§ **Source material**:
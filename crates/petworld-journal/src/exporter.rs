//! Export journal data to various formats

use crate::{Error, Journal, JournalEntry, JournalStats, Result};
use chrono::{DateTime, Utc};
use petworld_core::{EventKind, Sequence};
use serde::Serialize;
use std::io::Write;

/// Export format
#[derive(Debug, Clone, Copy, PartialEq, Eq)]
pub enum ExportFormat {
    /// RON format (Rust Object Notation)
    Ron,
    /// JSON format (requires serde_json feature)
    Json,
    /// CSV format (events only)
    Csv,
    /// Human-readable text format
    Text,
}

/// Exporter for journal data
pub struct Exporter<'a> {
    journal: &'a Journal,
}

impl<'a> Exporter<'a> {
    /// Create a new exporter
    pub fn new(journal: &'a Journal) -> Self {
        Self { journal }
    }

    /// Export to a string in the specified format
    pub fn export(&self, format: ExportFormat) -> Result<String> {
        match format {
            ExportFormat::Ron => self.to_ron(),
            ExportFormat::Json => self.to_json(),
            ExportFormat::Csv => self.to_csv(),
            ExportFormat::Text => Ok(self.to_text()),
        }
    }

    /// Export to a writer
    pub fn export_to<W: Write>(&self, writer: &mut W, format: ExportFormat) -> Result<()> {
        let content = self.export(format)?;
        writer
            .write_all(content.as_bytes())
            .map_err(|e| Error::ExportError(e.to_string()))?;
        Ok(())
    }

    /// Export to RON format
    pub fn to_ron(&self) -> Result<String> {
        let export = ExportData::from_journal(self.journal, Utc::now());
        ron::ser::to_string_pretty(&export, ron::ser::PrettyConfig::default())
            .map_err(|e| Error::Serialization(e.to_string()))
    }

    /// Export to JSON format
    #[cfg(feature = "serde_json")]
    pub fn to_json(&self) -> Result<String> {
        let export = ExportData::from_journal(self.journal, Utc::now());
        serde_json::to_string_pretty(&export).map_err(|e| Error::Serialization(e.to_string()))
    }

    #[cfg(not(feature = "serde_json"))]
    pub fn to_json(&self) -> Result<String> {
        Err(Error::ExportError(
            "JSON export requires the 'serde_json' feature".to_string(),
        ))
    }

    /// Export to CSV format (events only)
    pub fn to_csv(&self) -> Result<String> {
        let mut output = String::new();
        output.push_str("index,sequence,pet,kind,detail\n");

        for entry in self.journal.entries() {
            if let JournalEntry::Event { index, event } = entry {
                let detail = detail(&event.kind).replace('"', "\"\"");
                output.push_str(&format!(
                    "{},{},{},{},\"{}\"\n",
                    index,
                    event.sequence,
                    event.pet.raw(),
                    event.kind.name(),
                    detail
                ));
            }
        }

        Ok(output)
    }

    /// Export to human-readable text format
    pub fn to_text(&self) -> String {
        let mut output = String::new();
        let stats = self.journal.stats();

        output.push_str("=== Journal Export ===\n\n");
        output.push_str(&format!("Total entries: {}\n", stats.total_entries));
        output.push_str(&format!("Events: {}\n", stats.event_count));
        output.push_str(&format!("Pets: {}\n", stats.pet_count));

        if let (Some(first), Some(last)) = (stats.first_sequence, stats.last_sequence) {
            output.push_str(&format!("Sequence range: {} - {}\n", first, last));
        }

        output.push_str("\n=== Entries ===\n");

        let mut current: Option<Sequence> = None;

        for entry in self.journal.entries() {
            let sequence = entry.sequence();
            if current != Some(sequence) {
                output.push_str(&format!("\n--- Sequence {} ---\n", sequence));
                current = Some(sequence);
            }
            match entry {
                JournalEntry::Event { index, event } => {
                    let detail = detail(&event.kind);
                    let detail = if detail.is_empty() {
                        String::new()
                    } else {
                        format!(" {}", detail)
                    };
                    output.push_str(&format!(
                        "  #{} {} {}{}\n",
                        index,
                        event.pet,
                        event.kind.name(),
                        detail
                    ));
                }
                JournalEntry::Metadata { key, value, .. } => {
                    output.push_str(&format!("  [META] {}={}\n", key, value));
                }
            }
        }

        output
    }

    /// Export only entries in a sequence range
    pub fn export_range(&self, start: Sequence, end: Sequence, format: ExportFormat) -> Result<String> {
        if start > end {
            return Err(Error::InvalidRange(start, end));
        }

        let entries: Vec<_> = self
            .journal
            .entries_in_range(start, end)
            .into_iter()
            .cloned()
            .collect();
        let filtered = FilteredExport { entries };

        match format {
            ExportFormat::Ron => {
                ron::ser::to_string_pretty(&filtered, ron::ser::PrettyConfig::default())
                    .map_err(|e| Error::Serialization(e.to_string()))
            }
            #[cfg(feature = "serde_json")]
            ExportFormat::Json => serde_json::to_string_pretty(&filtered)
                .map_err(|e| Error::Serialization(e.to_string())),
            #[cfg(not(feature = "serde_json"))]
            ExportFormat::Json => Err(Error::ExportError(
                "JSON export requires the 'serde_json' feature".to_string(),
            )),
            _ => Err(Error::ExportError(
                "Range export only supports RON and JSON".to_string(),
            )),
        }
    }
}

/// Compact payload description
fn detail(kind: &EventKind) -> String {
    match kind {
        EventKind::StatsChanged { before, after } => format!(
            "happiness {}->{} hunger {}->{} health {}->{}",
            before.happiness,
            after.happiness,
            before.hunger,
            after.hunger,
            before.health,
            after.health
        ),
        EventKind::Evolved { from, to } => format!("{}->{}", from, to),
        EventKind::AchievementUnlocked(achievement) => achievement.to_string(),
        EventKind::Transferred { from, to } => format!("{}->{}", from, to),
        EventKind::Minted | EventKind::Died | EventKind::Revived => String::new(),
    }
}

/// Data structure for full journal export
#[derive(Debug, Clone, Serialize)]
struct ExportData {
    version: u32,
    /// Wall-clock time of the export, RFC 3339
    exported_at: String,
    stats: JournalStats,
    entries: Vec<JournalEntry>,
}

impl ExportData {
    fn from_journal(journal: &Journal, now: DateTime<Utc>) -> Self {
        Self {
            version: 1,
            exported_at: now.to_rfc3339(),
            stats: journal.stats(),
            entries: journal.entries().to_vec(),
        }
    }
}

#[derive(Debug, Clone, Serialize)]
struct FilteredExport {
    entries: Vec<JournalEntry>,
}

#[cfg(test)]
mod tests {
    use super::*;
    use petworld_core::{Achievement, Event, PetId, Stage, Stats};

    fn create_test_journal() -> Journal {
        let mut journal = Journal::new();
        let pet = PetId::new(1);
        journal.record(Event::minted(pet, 0));
        journal.record(Event::stats_changed(
            pet,
            Stats::NEWBORN,
            Stats::new(99, 2, 100),
            60,
        ));
        journal.record(Event::evolved(pet, Stage::Egg, Stage::Baby, 60));
        journal.record(Event::achievement(pet, Achievement::FirstEvolution, 60));
        journal.record_metadata(60, "test_key", "test_value");
        journal
    }

    #[test]
    fn test_export_ron() {
        let journal = create_test_journal();
        let exporter = Exporter::new(&journal);
        let ron = exporter.to_ron().unwrap();

        assert!(ron.contains("version"));
        assert!(ron.contains("exported_at"));
        assert!(ron.contains("entries"));
    }

    #[test]
    fn test_export_timestamp() {
        let journal = create_test_journal();
        let at = DateTime::parse_from_rfc3339("2024-05-01T12:00:00Z")
            .unwrap()
            .with_timezone(&Utc);
        let data = ExportData::from_journal(&journal, at);
        assert_eq!(data.exported_at, "2024-05-01T12:00:00+00:00");
        assert_eq!(data.entries.len(), 5);
    }

    #[test]
    fn test_export_csv() {
        let journal = create_test_journal();
        let exporter = Exporter::new(&journal);
        let csv = exporter.to_csv().unwrap();

        assert!(csv.starts_with("index,sequence,pet,kind,detail\n"));
        assert_eq!(csv.lines().count(), 5);
        assert!(csv.contains("2,60,1,evolved,\"Egg->Baby\""));
    }

    #[test]
    fn test_export_text() {
        let journal = create_test_journal();
        let exporter = Exporter::new(&journal);
        let text = exporter.to_text();

        assert!(text.contains("Journal Export"));
        assert!(text.contains("--- Sequence 60 ---"));
        assert!(text.contains("[META] test_key=test_value"));
    }

    #[test]
    fn test_export_range() {
        let journal = create_test_journal();
        let exporter = Exporter::new(&journal);
        let ron = exporter.export_range(1, 100, ExportFormat::Ron).unwrap();
        assert!(ron.contains("entries"));

        assert!(matches!(
            exporter.export_range(10, 1, ExportFormat::Ron),
            Err(Error::InvalidRange(10, 1))
        ));
        assert!(exporter.export_range(0, 1, ExportFormat::Csv).is_err());
    }

    #[cfg(not(feature = "serde_json"))]
    #[test]
    fn test_json_requires_feature() {
        let journal = create_test_journal();
        assert!(matches!(
            Exporter::new(&journal).to_json(),
            Err(Error::ExportError(_))
        ));
    }
}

§ **Task item**:
Across all the entries, count the lines that contain the word "default" and give the number by itself.

§ **Exercise solution**:
2